ZCO15003 - Unofficial Editorial








Given a set of intervals, we have to find the smallest number of integers which cover the entire set. An interval is covered by an integer when the integer lies between the lower and upper limit of the interval.
Eg: [3, 5] is covered by integers {3, 4, 5}


As we have to find the lowest number of integers, our main aim is to group the intervals such that there is one integer which covers all the intervals in that group.

For our convenience, we will sort the list of intervals first, in ascending order of their starting positions and irrespective of their ending positions.

We come to know these thing on observing.
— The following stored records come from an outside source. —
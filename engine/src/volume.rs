use std::fmt;
use std::ops::Range;

use glam::Vec3;
use ndarray::Array3;
use rayon::prelude::*;
use serde::{Deserialize, Serialize};

use crate::api::{Axis, Modality, SynthError, Window};

/// Voxel extent of a volume. Every axis is at least one voxel.
#[derive(Debug, Clone, Copy, PartialEq, Eq, Hash, Serialize, Deserialize)]
pub struct Dims {
    pub width: usize,
    pub height: usize,
    pub depth: usize,
}

impl Dims {
    pub fn new(width: usize, height: usize, depth: usize) -> Self {
        Self { width: width.max(1), height: height.max(1), depth: depth.max(1) }
    }

    pub fn checked_voxel_count(&self) -> Option<usize> {
        self.width.checked_mul(self.height)?.checked_mul(self.depth)
    }

    pub fn voxel_count(&self) -> usize {
        self.width * self.height * self.depth
    }

    pub fn plane_len(&self) -> usize {
        self.width * self.height
    }

    /// Row-major z -> y -> x. The only place voxel offsets are computed.
    #[inline]
    pub fn index(&self, x: usize, y: usize, z: usize) -> usize {
        (z * self.height + y) * self.width + x
    }

    /// Number of slices along `axis`.
    pub fn extent(&self, axis: Axis) -> usize {
        match axis {
            Axis::Axial => self.depth,
            Axis::Coronal => self.height,
            Axis::Sagittal => self.width,
        }
    }

    pub fn as_vec3(&self) -> Vec3 {
        Vec3::new(self.width as f32, self.height as f32, self.depth as f32)
    }

    /// `(depth, height, width)`, the ndarray shape of the voxel buffers.
    pub fn shape(&self) -> (usize, usize, usize) {
        (self.depth, self.height, self.width)
    }
}

/// Half-open voxel box, already clipped to the volume.
#[derive(Debug, Clone, PartialEq, Eq)]
pub struct VoxelBounds {
    pub x: Range<usize>,
    pub y: Range<usize>,
    pub z: Range<usize>,
}

impl VoxelBounds {
    pub fn around(center: Vec3, half_extent: Vec3, dims: Dims) -> Self {
        let lo = (center - half_extent).floor().max(Vec3::ZERO);
        let hi = (center + half_extent).ceil() + Vec3::ONE;
        let clip = |lo: f32, hi: f32, extent: usize| {
            let end = (hi.max(0.0) as usize).min(extent);
            (lo as usize).min(end)..end
        };
        Self {
            x: clip(lo.x, hi.x, dims.width),
            y: clip(lo.y, hi.y, dims.height),
            z: clip(lo.z, hi.z, dims.depth),
        }
    }

    pub fn is_empty(&self) -> bool {
        self.x.is_empty() || self.y.is_empty() || self.z.is_empty()
    }
}

/// What a masked (or labelled) voxel belongs to.
#[derive(Debug, Clone, Copy, PartialEq, Eq, Hash, Serialize, Deserialize)]
#[repr(u8)]
pub enum FindingKind {
    Primary = 1,
    Metastasis = 2,
    /// Suspicious node. Labelled, never part of the occupancy mask.
    LymphNode = 3,
}

impl FindingKind {
    pub fn from_label(label: u8) -> Option<Self> {
        match label {
            1 => Some(FindingKind::Primary),
            2 => Some(FindingKind::Metastasis),
            3 => Some(FindingKind::LymphNode),
            _ => None,
        }
    }

    pub fn label(self) -> u8 {
        self as u8
    }

    /// Annotation colour used for contours.
    pub fn color(self) -> [u8; 3] {
        match self {
            FindingKind::Primary => [0xFF, 0x32, 0x32],
            FindingKind::Metastasis => [0x99, 0x32, 0xFF],
            FindingKind::LymphNode => [0xFF, 0xB7, 0x32],
        }
    }
}

#[derive(Debug, Clone, PartialEq, Serialize, Deserialize)]
#[serde(rename_all = "camelCase")]
pub struct VolumeMetadata {
    pub case_id: String,
    /// `[depth, height, width]`
    pub shape: [usize; 3],
    /// mm per voxel, `[z, y, x]`
    pub spacing: [f32; 3],
    /// `[x, y, z]` in mm
    pub origin: [f32; 3],
    pub modality: Modality,
    pub body_part: String,
    pub series_description: String,
    pub seed: u32,
}

/// One z-plane of every buffer, handed to slab workers.
pub struct Slab<'a> {
    pub z: usize,
    pub intensity: &'a mut [f32],
    pub mask: &'a mut [u8],
    pub labels: &'a mut [u8],
}

/// Preallocated flat buffers written during generation. Sized once.
pub struct VolumeBuffers {
    dims: Dims,
    intensity: Vec<f32>,
    mask: Vec<u8>,
    labels: Vec<u8>,
}

fn try_filled<T: Clone>(len: usize, value: T) -> Result<Vec<T>, SynthError> {
    let mut buffer = Vec::new();
    buffer
        .try_reserve_exact(len)
        .map_err(|_| SynthError::OutOfMemory { voxels: len })?;
    buffer.resize(len, value);
    Ok(buffer)
}

impl VolumeBuffers {
    pub fn allocate(dims: Dims, fill: f32) -> Result<Self, SynthError> {
        let voxels = dims
            .checked_voxel_count()
            .ok_or(SynthError::OutOfMemory { voxels: usize::MAX })?;
        Ok(Self {
            dims,
            intensity: try_filled(voxels, fill)?,
            mask: try_filled(voxels, 0u8)?,
            labels: try_filled(voxels, 0u8)?,
        })
    }

    pub fn dims(&self) -> Dims {
        self.dims
    }

    fn span(&self, z_range: &Range<usize>) -> Range<usize> {
        let plane = self.dims.plane_len();
        let end = z_range.end.min(self.dims.depth);
        let start = z_range.start.min(end);
        start * plane..end * plane
    }

    pub fn slabs_mut(&mut self, z_range: Range<usize>) -> impl Iterator<Item = Slab<'_>> + '_ {
        let plane = self.dims.plane_len();
        let span = self.span(&z_range);
        let first = span.start / plane;
        self.intensity[span.clone()]
            .chunks_mut(plane)
            .zip(self.mask[span.clone()].chunks_mut(plane))
            .zip(self.labels[span].chunks_mut(plane))
            .enumerate()
            .map(move |(i, ((intensity, mask), labels))| Slab { z: first + i, intensity, mask, labels })
    }

    pub fn par_slabs_mut(
        &mut self,
        z_range: Range<usize>,
    ) -> impl IndexedParallelIterator<Item = Slab<'_>> + '_ {
        let plane = self.dims.plane_len();
        let span = self.span(&z_range);
        let first = span.start / plane;
        self.intensity[span.clone()]
            .par_chunks_mut(plane)
            .zip(self.mask[span.clone()].par_chunks_mut(plane))
            .zip(self.labels[span].par_chunks_mut(plane))
            .enumerate()
            .map(move |(i, ((intensity, mask), labels))| Slab { z: first + i, intensity, mask, labels })
    }

    pub(crate) fn into_volume(
        self,
        metadata: VolumeMetadata,
        default_window: Window,
    ) -> Result<Volume, SynthError> {
        let shape = self.dims.shape();
        Ok(Volume {
            dims: self.dims,
            intensity: Array3::from_shape_vec(shape, self.intensity)?,
            mask: Array3::from_shape_vec(shape, self.mask)?,
            labels: Array3::from_shape_vec(shape, self.labels)?,
            metadata,
            default_window,
        })
    }
}

/// A generated volume. Immutable; regenerate instead of mutating.
#[derive(Clone)]
pub struct Volume {
    pub(crate) dims: Dims,
    pub(crate) intensity: Array3<f32>,
    pub(crate) mask: Array3<u8>,
    pub(crate) labels: Array3<u8>,
    pub(crate) metadata: VolumeMetadata,
    pub(crate) default_window: Window,
}

impl fmt::Debug for Volume {
    fn fmt(&self, f: &mut fmt::Formatter<'_>) -> fmt::Result {
        f.debug_struct("Volume")
            .field("dims", &self.dims)
            .field("metadata", &self.metadata)
            .field("default_window", &self.default_window)
            .field("masked_voxels", &self.mask_voxel_count())
            .finish()
    }
}

impl Volume {
    pub fn dims(&self) -> Dims {
        self.dims
    }

    pub fn metadata(&self) -> &VolumeMetadata {
        &self.metadata
    }

    pub fn default_window(&self) -> Window {
        self.default_window
    }

    /// Intensities indexed `[z, y, x]`.
    pub fn intensity(&self) -> &Array3<f32> {
        &self.intensity
    }

    pub fn mask(&self) -> &Array3<u8> {
        &self.mask
    }

    pub fn labels(&self) -> &Array3<u8> {
        &self.labels
    }

    pub fn voxel(&self, x: usize, y: usize, z: usize) -> Option<f32> {
        self.intensity.get((z, y, x)).copied()
    }

    pub fn mask_at(&self, x: usize, y: usize, z: usize) -> bool {
        self.mask.get((z, y, x)).map_or(false, |&m| m != 0)
    }

    pub fn finding_at(&self, x: usize, y: usize, z: usize) -> Option<FindingKind> {
        self.labels.get((z, y, x)).and_then(|&l| FindingKind::from_label(l))
    }

    pub fn mask_voxel_count(&self) -> usize {
        self.mask.iter().filter(|&&m| m != 0).count()
    }
}

#[cfg(test)]
mod tests {
    use super::*;

    #[test]
    fn index_is_row_major_z_y_x() {
        let dims = Dims::new(4, 3, 2);
        assert_eq!(dims.index(0, 0, 0), 0);
        assert_eq!(dims.index(1, 0, 0), 1);
        assert_eq!(dims.index(0, 1, 0), 4);
        assert_eq!(dims.index(0, 0, 1), 12);
        assert_eq!(dims.index(3, 2, 1), dims.voxel_count() - 1);
    }

    #[test]
    fn zero_extents_are_clamped() {
        let dims = Dims::new(0, 5, 0);
        assert_eq!((dims.width, dims.height, dims.depth), (1, 5, 1));
    }

    #[test]
    fn slabs_cover_requested_planes() {
        let dims = Dims::new(3, 2, 5);
        let mut buffers = VolumeBuffers::allocate(dims, 0.0).unwrap();
        for mut slab in buffers.slabs_mut(1..3) {
            assert_eq!(slab.intensity.len(), dims.plane_len());
            slab.intensity.iter_mut().for_each(|v| *v = slab.z as f32);
        }
        let zs: Vec<usize> = buffers.par_slabs_mut(0..5).map(|s| s.z).collect();
        assert_eq!(zs, vec![0, 1, 2, 3, 4]);

        let volume = buffers.into_volume(metadata(), Window::default()).unwrap();
        assert_eq!(volume.voxel(2, 1, 1), Some(1.0));
        assert_eq!(volume.voxel(0, 0, 2), Some(2.0));
        assert_eq!(volume.voxel(0, 0, 3), Some(0.0));
        assert_eq!(volume.voxel(3, 0, 0), None);
    }

    #[test]
    fn absurd_sizes_fail_softly() {
        let dims = Dims::new(usize::MAX / 2, 4, 4);
        assert!(matches!(VolumeBuffers::allocate(dims, 0.0), Err(SynthError::OutOfMemory { .. })));
    }

    #[test]
    fn finding_labels_round_trip() {
        for kind in [FindingKind::Primary, FindingKind::Metastasis, FindingKind::LymphNode] {
            assert_eq!(FindingKind::from_label(kind.label()), Some(kind));
        }
        assert_eq!(FindingKind::from_label(0), None);
    }

    fn metadata() -> VolumeMetadata {
        VolumeMetadata {
            case_id: "test".into(),
            shape: [5, 2, 3],
            spacing: [1.0; 3],
            origin: [0.0; 3],
            modality: Modality::Ct,
            body_part: "CHEST".into(),
            series_description: "test".into(),
            seed: 0,
        }
    }
}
If you haven’t observed any of the observations, please try before reaching out to the hint.

Observation 1

The integers which cover a group of intervals have to be connected(i.e the integers can’t be [3, 5], they have to be [3, 4, 5])
Thus, we can keep two variables as the lower limit and the upper limit of the integers containing the intervals.

Observation 2

As we are sorting the intervals, we just have to check whether the lower limit of the integers (denoting by low) with the upper limit of the interval (denoting by up) we are on.
Here two cases arise:
a) low <= up
b) low > up


For low <= up
The new lower limit of the integers will be max(low, lower_limit_interval)
The new upper limit of the integers will be min(upper_limit_integer, up)
For low > up
The answer gets incremented and the new limits of the integers will be the limits of the interval.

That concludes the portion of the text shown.